GOAL OF THE EXERCISE: Copy out all lines from the entries below in which "TrainingFrame" occurs.

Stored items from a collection
== Segment start ==

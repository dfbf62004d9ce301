//! # Training Frames
//!
//! Turns raw (video, comments) pairs into aligned rows/labels/ids, applying
//! the two training-only drops: rows whose like and dislike counts are both
//! zero carry no reception signal, and (optionally) rows whose description
//! never hits the lexicon are assumed non-English. Frames shuffle with a
//! seeded generator so a rebuilt frame is byte-for-byte reproducible, and
//! checkpoint to JSON so feature extraction does not rerun on every
//! experiment.

use std::collections::HashMap;
use std::path::{Path, PathBuf};

use anyhow::{Context, Result};
use metrics::counter;
use rand::rngs::StdRng;
use rand::seq::SliceRandom;
use rand::SeedableRng;
use serde::{Deserialize, Serialize};
use tracing::info;

use crate::features::{FeatureAssembler, FeatureVector};
use crate::ingest::types::{CommentRecord, VideoRecord};
use crate::label::{derive_label, Label};

/// Aligned training data: `rows[i]`, `labels[i]` and `video_ids[i]` all
/// describe the same video.
#[derive(Debug, Clone, Default, Serialize, Deserialize)]
pub struct TrainingFrame {
    pub rows: Vec<FeatureVector>,
    pub labels: Vec<Label>,
    pub video_ids: Vec<String>,
    /// Videos dropped because like and dislike counts were both zero.
    pub dropped_degenerate: usize,
    /// Videos dropped by the English-only filter.
    pub dropped_non_english: usize,
}

impl TrainingFrame {
    pub fn len(&self) -> usize {
        self.rows.len()
    }

    pub fn is_empty(&self) -> bool {
        self.rows.is_empty()
    }

    /// Write the frame to `<dir>/<name>.json`, creating the directory.
    pub fn save_checkpoint(&self, dir: &Path, name: &str) -> Result<PathBuf> {
        std::fs::create_dir_all(dir)
            .with_context(|| format!("creating checkpoint dir {}", dir.display()))?;
        let path = checkpoint_path(dir, name);
        let body = serde_json::to_string(self).context("serializing frame checkpoint")?;
        std::fs::write(&path, body)
            .with_context(|| format!("writing checkpoint {}", path.display()))?;
        info!(checkpoint = %path.display(), rows = self.len(), "saved frame checkpoint");
        Ok(path)
    }

    pub fn load_checkpoint(dir: &Path, name: &str) -> Result<Self> {
        let path = checkpoint_path(dir, name);
        let raw = std::fs::read_to_string(&path)
            .with_context(|| format!("reading checkpoint {}", path.display()))?;
        serde_json::from_str(&raw)
            .with_context(|| format!("parsing checkpoint {}", path.display()))
    }
}

fn checkpoint_path(dir: &Path, name: &str) -> PathBuf {
    dir.join(format!("{name}.json"))
}

/// Builds a [`TrainingFrame`] from raw records.
pub struct FrameBuilder<'a> {
    assembler: &'a FeatureAssembler,
    english_only: bool,
    shuffle_seed: Option<u64>,
}

impl<'a> FrameBuilder<'a> {
    pub fn new(assembler: &'a FeatureAssembler) -> Self {
        Self {
            assembler,
            english_only: false,
            shuffle_seed: None,
        }
    }

    /// Drop rows whose description scores entirely neutral. A description
    /// that never hits the lexicon is overwhelmingly a non-English one.
    pub fn english_only(mut self, enabled: bool) -> Self {
        self.english_only = enabled;
        self
    }

    /// Shuffle the finished frame with a fixed seed.
    pub fn shuffle_seed(mut self, seed: u64) -> Self {
        self.shuffle_seed = Some(seed);
        self
    }

    pub fn build(&self, records: &[(VideoRecord, Option<Vec<CommentRecord>>)]) -> TrainingFrame {
        let mut frame = TrainingFrame::default();

        for (video, comments) in records {
            let Some(label) = derive_label(video.like_count, video.dislike_count) else {
                frame.dropped_degenerate += 1;
                counter!("dataset_dropped_degenerate_total").increment(1);
                continue;
            };

            let features = self
                .assembler
                .assemble(video, comments.as_deref().unwrap_or(&[]));

            if self.english_only && (features.desc_neu - 1.0).abs() < f64::EPSILON {
                frame.dropped_non_english += 1;
                counter!("dataset_dropped_non_english_total").increment(1);
                continue;
            }

            frame.rows.push(features);
            frame.labels.push(label);
            frame.video_ids.push(video.id.clone());
        }

        if let Some(seed) = self.shuffle_seed {
            shuffle_frame(&mut frame, seed);
        }

        counter!("dataset_rows_total").increment(frame.len() as u64);
        info!(
            rows = frame.len(),
            dropped_degenerate = frame.dropped_degenerate,
            dropped_non_english = frame.dropped_non_english,
            shuffled = self.shuffle_seed.is_some(),
            "built training frame"
        );
        frame
    }
}

fn shuffle_frame(frame: &mut TrainingFrame, seed: u64) {
    let mut indices: Vec<usize> = (0..frame.len()).collect();
    let mut rng = StdRng::seed_from_u64(seed);
    indices.shuffle(&mut rng);

    // One permutation applied to all three columns keeps them aligned.
    frame.rows = indices.iter().map(|&i| frame.rows[i].clone()).collect();
    frame.labels = indices.iter().map(|&i| frame.labels[i]).collect();
    frame.video_ids = indices
        .iter()
        .map(|&i| std::mem::take(&mut frame.video_ids[i]))
        .collect();
}

/// Pair each video with its exported comments by video id. Videos with no
/// comment rows pair with `None`, which downstream treats the same as an
/// empty comment section.
pub fn join_comments(
    videos: Vec<VideoRecord>,
    comments: Vec<CommentRecord>,
) -> Vec<(VideoRecord, Option<Vec<CommentRecord>>)> {
    let mut by_video: HashMap<String, Vec<CommentRecord>> = HashMap::new();
    for comment in comments {
        by_video
            .entry(comment.video_id.clone())
            .or_default()
            .push(comment);
    }
    videos
        .into_iter()
        .map(|video| {
            let comments = by_video.remove(&video.id);
            (video, comments)
        })
        .collect()
}

#[cfg(test)]
mod tests {
    use super::*;
    use crate::ingest::types::{CommentRecord, VideoRecord};

    fn liked_video(id: &str, likes: i64, dislikes: i64) -> VideoRecord {
        let mut video = VideoRecord::with_id(id);
        video.like_count = likes;
        video.dislike_count = dislikes;
        video.view_count = 1_000;
        video.description = Some("what a great upload, loved it".to_string());
        video
    }

    fn cheerful_comment(video_id: &str, text: &str) -> CommentRecord {
        CommentRecord::of_text(video_id, text)
    }

    #[test]
    fn degenerate_rows_are_dropped() {
        let assembler = FeatureAssembler::new();
        let records = vec![
            (liked_video("keep-1", 80, 20), None),
            (liked_video("drop-1", 0, 0), None),
            (liked_video("keep-2", 10, 90), None),
        ];
        let frame = FrameBuilder::new(&assembler).build(&records);
        assert_eq!(frame.len(), 2);
        assert_eq!(frame.dropped_degenerate, 1);
        assert_eq!(frame.video_ids, vec!["keep-1", "keep-2"]);
        assert_eq!(frame.labels, vec![Label::Positive, Label::Negative]);
    }

    #[test]
    fn english_filter_drops_fully_neutral_descriptions() {
        let assembler = FeatureAssembler::new();
        let mut foreign = liked_video("foreign-1", 50, 50);
        foreign.description = Some("zupełnie inne słowa bez trafień".to_string());
        let records = vec![(liked_video("keep-1", 80, 20), None), (foreign, None)];

        let frame = FrameBuilder::new(&assembler)
            .english_only(true)
            .build(&records);
        assert_eq!(frame.len(), 1);
        assert_eq!(frame.dropped_non_english, 1);

        // Same data without the filter keeps both rows.
        let records = vec![
            (liked_video("keep-1", 80, 20), None),
            ({
                let mut v = liked_video("foreign-1", 50, 50);
                v.description = Some("zupełnie inne słowa bez trafień".to_string());
                v
            }, None),
        ];
        let unfiltered = FrameBuilder::new(&assembler).build(&records);
        assert_eq!(unfiltered.len(), 2);
    }

    #[test]
    fn shuffle_is_deterministic_and_keeps_columns_aligned() {
        let assembler = FeatureAssembler::new();
        let records: Vec<_> = (0..30)
            .map(|i| {
                let likes = 10 + i as i64;
                (liked_video(&format!("vid-{i:02}"), likes, 5), None)
            })
            .collect();

        let first = FrameBuilder::new(&assembler)
            .shuffle_seed(42)
            .build(&records);
        let second = FrameBuilder::new(&assembler)
            .shuffle_seed(42)
            .build(&records);
        assert_eq!(first.video_ids, second.video_ids);
        assert_eq!(first.labels, second.labels);

        let unshuffled = FrameBuilder::new(&assembler).build(&records);
        assert_ne!(first.video_ids, unshuffled.video_ids);

        // Alignment survives the permutation.
        for (id, row) in first.video_ids.iter().zip(&first.rows) {
            let original_index: usize = id.trim_start_matches("vid-").parse().unwrap();
            let expected = &unshuffled.rows[unshuffled
                .video_ids
                .iter()
                .position(|v| v == id)
                .unwrap()];
            assert_eq!(row, expected);
            assert!((row.like_count - (10 + original_index as i64) as f64).abs() < 1e-9);
        }
    }

    #[test]
    fn checkpoints_round_trip() {
        let assembler = FeatureAssembler::new();
        let records = vec![
            (
                liked_video("keep-1", 80, 20),
                Some(vec![cheerful_comment("keep-1", "brilliant video, loved it")]),
            ),
            (liked_video("keep-2", 10, 90), Some(vec![])),
        ];
        let frame = FrameBuilder::new(&assembler).build(&records);

        let dir = tempfile::tempdir().unwrap();
        let path = frame.save_checkpoint(dir.path(), "training").unwrap();
        assert!(path.ends_with("training.json"));

        let reloaded = TrainingFrame::load_checkpoint(dir.path(), "training").unwrap();
        assert_eq!(reloaded.video_ids, frame.video_ids);
        assert_eq!(reloaded.labels, frame.labels);
        assert_eq!(reloaded.rows, frame.rows);
        assert_eq!(reloaded.dropped_degenerate, 0);
    }

    #[test]
    fn missing_checkpoint_is_an_error() {
        let dir = tempfile::tempdir().unwrap();
        assert!(TrainingFrame::load_checkpoint(dir.path(), "absent").is_err());
    }

    #[test]
    fn join_pairs_comments_with_their_video() {
        let videos = vec![liked_video("aaa", 1, 1), liked_video("bbb", 2, 2)];
        let comments = vec![
            cheerful_comment("bbb", "first"),
            cheerful_comment("bbb", "second"),
        ];
        let joined = join_comments(videos, comments);
        assert_eq!(joined.len(), 2);
        assert!(joined[0].1.is_none());
        assert_eq!(joined[1].1.as_ref().unwrap().len(), 2);
    }
}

== Segment end ==

SOLUTION FOR THIS TASK:
pub struct TrainingFrame {
impl TrainingFrame {
/// Builds a [`TrainingFrame`] from raw records.
    pub fn build(&self, records: &[(VideoRecord, Option<Vec<CommentRecord>>)]) -> TrainingFrame {
        let mut frame = TrainingFrame::default();
fn shuffle_frame(frame: &mut TrainingFrame, seed: u64) {
        let reloaded = TrainingFrame::load_checkpoint(dir.path(), "training").unwrap();
        assert!(TrainingFrame::load_checkpoint(dir.path(), "absent").is_err());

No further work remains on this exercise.